**WORK INSTRUCTION**
Wherever a line of the listing holds the string "RecordingExecutor", copy that line.
** INPUT MATERIAL follows **
// src/subvol/appliance.rs

//! Build appliance execution context
//!
//! The image under construction may be minimal, partially built, or
//! untrusted, so its own binaries and identity databases are not used to
//! mutate it. Instead commands run inside a separate, trusted appliance
//! image, with the target subvolume mounted at [`TARGET_MOUNT`]. The
//! appliance root is entered read-only and never becomes part of the
//! layer being built.

use super::{Nspawn, Subvolume};
use crate::error::Result;
use crate::exec::{BindMount, CommandOutput};
use std::path::{Path, PathBuf};

/// Where the target subvolume appears inside the appliance
pub const TARGET_MOUNT: &str = "/__strata_target__";

/// Host identity databases, for resolving `user:group` names consistently
pub fn identity_binds() -> Vec<BindMount> {
    vec![
        BindMount::readonly("/etc/passwd", "/etc/passwd"),
        BindMount::readonly("/etc/group", "/etc/group"),
    ]
}

/// A target subvolume paired with the appliance used to operate on it
pub struct BuildAppliance<'a> {
    subvol: &'a Subvolume,
    appliance_root: PathBuf,
}

impl<'a> BuildAppliance<'a> {
    pub fn new(subvol: &'a Subvolume, appliance_root: impl Into<PathBuf>) -> Self {
        Self {
            subvol,
            appliance_root: appliance_root.into(),
        }
    }

    pub fn subvol(&self) -> &Subvolume {
        self.subvol
    }

    pub fn appliance_root(&self) -> &Path {
        &self.appliance_root
    }

    /// Translate a logical image path to the appliance's view of it
    ///
    /// The path is confined to the target subvolume first, so escapes are
    /// rejected exactly as [`Subvolume::path`] rejects them.
    pub fn path(&self, logical: impl AsRef<Path>) -> Result<PathBuf> {
        let host = self.subvol.path(logical)?;
        let rel = self.subvol.relative(host)?;
        Ok(Path::new(TARGET_MOUNT).join(rel))
    }

    /// Base invocation: appliance root read-only, target mounted read-write
    pub fn nspawn(&self) -> Nspawn {
        Nspawn::new(&self.appliance_root)
            .read_only(true)
            .bind(BindMount::writable(self.subvol.root(), TARGET_MOUNT))
    }

    /// Run `argv` inside the appliance
    ///
    /// Path arguments must already be translated with [`BuildAppliance::path`].
    pub fn run<I, S>(&self, argv: I, bindmount_ro: &[BindMount]) -> Result<CommandOutput>
    where
        I: IntoIterator<Item = S>,
        S: Into<String>,
    {
        let spec = self
            .nspawn()
            .binds(bindmount_ro.iter().cloned())
            .command(argv);
        self.subvol.run_command(&spec)
    }
}

#[cfg(test)]
mod tests {
    use super::*;
    use crate::error::Error;
    use crate::exec::RecordingExecutor;
    use std::sync::Arc;

    #[test]
    fn test_path_translation() {
        let sv = Subvolume::new("/vol/img", Arc::new(RecordingExecutor::new()));
        let ba = BuildAppliance::new(&sv, "/vol/ba");
        assert_eq!(ba.path("/etc/passwd").unwrap(), PathBuf::from("/__strata_target__/etc/passwd"));
        assert_eq!(ba.path("/").unwrap(), PathBuf::from("/__strata_target__"));
        assert!(matches!(ba.path("/../etc"), Err(Error::PathEscape { .. })));
    }

    #[test]
    fn test_run_mounts_target_and_identity() {
        let exec = Arc::new(RecordingExecutor::new());
        let sv = Subvolume::new("/vol/img", exec.clone());
        let ba = BuildAppliance::new(&sv, "/vol/ba");

        let target = ba.path("/srv").unwrap();
        ba.run(
            ["chown".to_string(), "root:root".into(), target.display().to_string()],
            &identity_binds(),
        )
        .unwrap();

        let argv = &exec.argvs()[0];
        assert!(argv.contains(&"--directory=/vol/ba".to_string()));
        assert!(argv.contains(&"--read-only".to_string()));
        assert!(argv.contains(&"--bind=/vol/img:/__strata_target__".to_string()));
        assert!(argv.contains(&"--bind-ro=/etc/passwd:/etc/passwd".to_string()));
        assert!(argv.contains(&"--bind-ro=/etc/group:/etc/group".to_string()));
        assert_eq!(argv.last().unwrap(), "/__strata_target__/srv");
    }

    #[test]
    fn test_run_failure_is_command_error() {
        let exec = Arc::new(RecordingExecutor::new());
        exec.fail_when("chmod", 1, "bad mode");
        let sv = Subvolume::new("/vol/img", exec);
        let ba = BuildAppliance::new(&sv, "/vol/ba");
        let err = ba.run(["chmod", "9999", "/__strata_target__/x"], &[]).unwrap_err();
        assert_eq!(err.exit_code(), Some(1));
    }
}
** End of INPUT MATERIAL **
**WRITTEN REPLY**
    use crate::exec::RecordingExecutor;
        let sv = Subvolume::new("/vol/img", Arc::new(RecordingExecutor::new()));
        let exec = Arc::new(RecordingExecutor::new());
        let exec = Arc::new(RecordingExecutor::new());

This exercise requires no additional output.